# EXERCISE DESCRIPTION
Say how many lines in the entries below mention "results", with no other words.

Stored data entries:
-- Opening Marker --

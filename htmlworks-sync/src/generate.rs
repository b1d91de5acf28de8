//! Sync pass: reconcile the generate root with the current sources.
//!
//! ```text
//! observed = scan(generate)                       (empty if generate is absent)
//! for page in scan(contents, exclusion):          render → write-if-changed
//! for file in scan(resources):                    copy   → write-if-changed
//!     under <generate>/<resources_dir_name>/
//! for path in observed \ expected:                delete (or report as stale)
//! ```
//!
//! Scan, write, and delete failures abort the pass; nothing written earlier
//! in the pass is rolled back. Render failures only affect their own page.
//! Two passes must not run concurrently against the same generate root.

use std::collections::{BTreeSet, HashSet};
use std::time::Instant;

use serde::Serialize;

use htmlworks_core::{Config, RelativePath, SourceRoot};
use htmlworks_renderer::PageRenderer;

use crate::error::{io_err, SyncError};
use crate::writer::{delete_stale, write_if_changed, WriteResult};

/// Knobs that are not part of the site config.
#[derive(Debug, Clone, Copy, Default, PartialEq, Eq)]
pub struct SyncOptions {
    /// Compute everything, touch nothing.
    pub dry_run: bool,
}

/// Outcome of one sync pass, in processing order.
#[derive(Debug, Clone, Default, Serialize)]
pub struct SyncReport {
    pub dry_run: bool,
    pub results: Vec<WriteResult>,
}

impl SyncReport {
    fn count(&self, pred: impl Fn(&WriteResult) -> bool) -> usize {
        self.results.iter().filter(|r| pred(r)).count()
    }

    pub fn created(&self) -> usize {
        self.count(|r| matches!(r, WriteResult::Created { .. }))
    }

    pub fn updated(&self) -> usize {
        self.count(|r| matches!(r, WriteResult::Updated { .. }))
    }

    pub fn unchanged(&self) -> usize {
        self.count(|r| matches!(r, WriteResult::Unchanged { .. }))
    }

    pub fn deleted(&self) -> usize {
        self.count(|r| matches!(r, WriteResult::Deleted { .. }))
    }

    pub fn stale(&self) -> usize {
        self.count(|r| matches!(r, WriteResult::Stale { .. }))
    }

    pub fn failed(&self) -> usize {
        self.count(|r| matches!(r, WriteResult::Failed { .. }))
    }

    /// Number of filesystem mutations the pass made (or would make).
    pub fn writes(&self) -> usize {
        self.created() + self.updated() + self.deleted()
    }

    /// Result for a generate-root-relative path, if it was touched by the pass.
    pub fn get(&self, path: &str) -> Option<&WriteResult> {
        self.results.iter().find(|r| r.path().as_str() == path)
    }
}

/// Run a sync pass with default options.
pub fn generate(config: &Config) -> Result<SyncReport, SyncError> {
    generate_with(config, SyncOptions::default())
}

/// Run a sync pass.
pub fn generate_with(config: &Config, options: SyncOptions) -> Result<SyncReport, SyncError> {
    let started = Instant::now();
    let dry_run = options.dry_run;
    let contents = config.contents_root();
    let resources = config.resources_root();
    let generate_root = config.generate_root();
    let resources_prefix = config.resources_dir_name();

    tracing::info!("contents directory: {}", contents.base.display());
    tracing::info!("exclusion directory: {}", config.directories.exclusion);
    tracing::info!("resources directory: {}", resources.base.display());
    tracing::info!("generate directory: {}", generate_root.base.display());

    // 1. What exists now.
    let mut observed = observe(&generate_root)?;
    tracing::debug!("{} file(s) already generated", observed.len());

    let mut report = SyncReport {
        dry_run,
        results: Vec::new(),
    };
    let mut produced: HashSet<RelativePath> = HashSet::new();

    // 2. Content pages.
    let renderer = PageRenderer::load(&contents.base)?;
    let pages = contents.scan()?;
    tracing::info!("rendering {} content file(s)", pages.len());
    for rel in pages {
        observed.remove(&rel);
        produced.insert(rel.clone());
        let result = match renderer.render_file(&contents.base, &rel) {
            Ok(bytes) => write_if_changed(&rel, &generate_root.path_of(&rel), &bytes, dry_run)?,
            Err(err) => {
                let reason = err.detail();
                tracing::error!("failed: {}: {}", rel, reason);
                WriteResult::Failed { path: rel, reason }
            }
        };
        report.results.push(result);
    }

    // 3. Resources, byte-for-byte.
    let files = resources.scan()?;
    tracing::info!("copying {} resource file(s)", files.len());
    for rel in files {
        let key = rel.prefixed(&resources_prefix);
        observed.remove(&key);
        if !produced.insert(key.clone()) {
            tracing::warn!("resource {} overrides rendered page {}", rel, key);
        }
        let source = resources.path_of(&rel);
        let bytes = std::fs::read(&source).map_err(|e| io_err(&source, e))?;
        let result = write_if_changed(&key, &generate_root.path_of(&key), &bytes, dry_run)?;
        report.results.push(result);
    }

    // 4. Whatever is left has no source.
    for key in observed {
        let result = if config.generate.delete {
            delete_stale(&key, &generate_root.base, dry_run)?
        } else {
            tracing::warn!("stale: {} (delete disabled)", key);
            WriteResult::Stale { path: key }
        };
        report.results.push(result);
    }

    tracing::info!(
        "generate finished in {} µs: {} created, {} updated, {} unchanged, {} deleted, {} stale, {} failed",
        started.elapsed().as_micros(),
        report.created(),
        report.updated(),
        report.unchanged(),
        report.deleted(),
        report.stale(),
        report.failed(),
    );
    Ok(report)
}

/// Files currently under the generate root; empty when it does not exist yet.
pub(crate) fn observe(root: &SourceRoot) -> Result<BTreeSet<RelativePath>, SyncError> {
    if !root.base.exists() {
        return Ok(BTreeSet::new());
    }
    Ok(root.scan()?.into_iter().collect())
}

-- Closing Marker --

# SOLUTION TO THIS TASK
7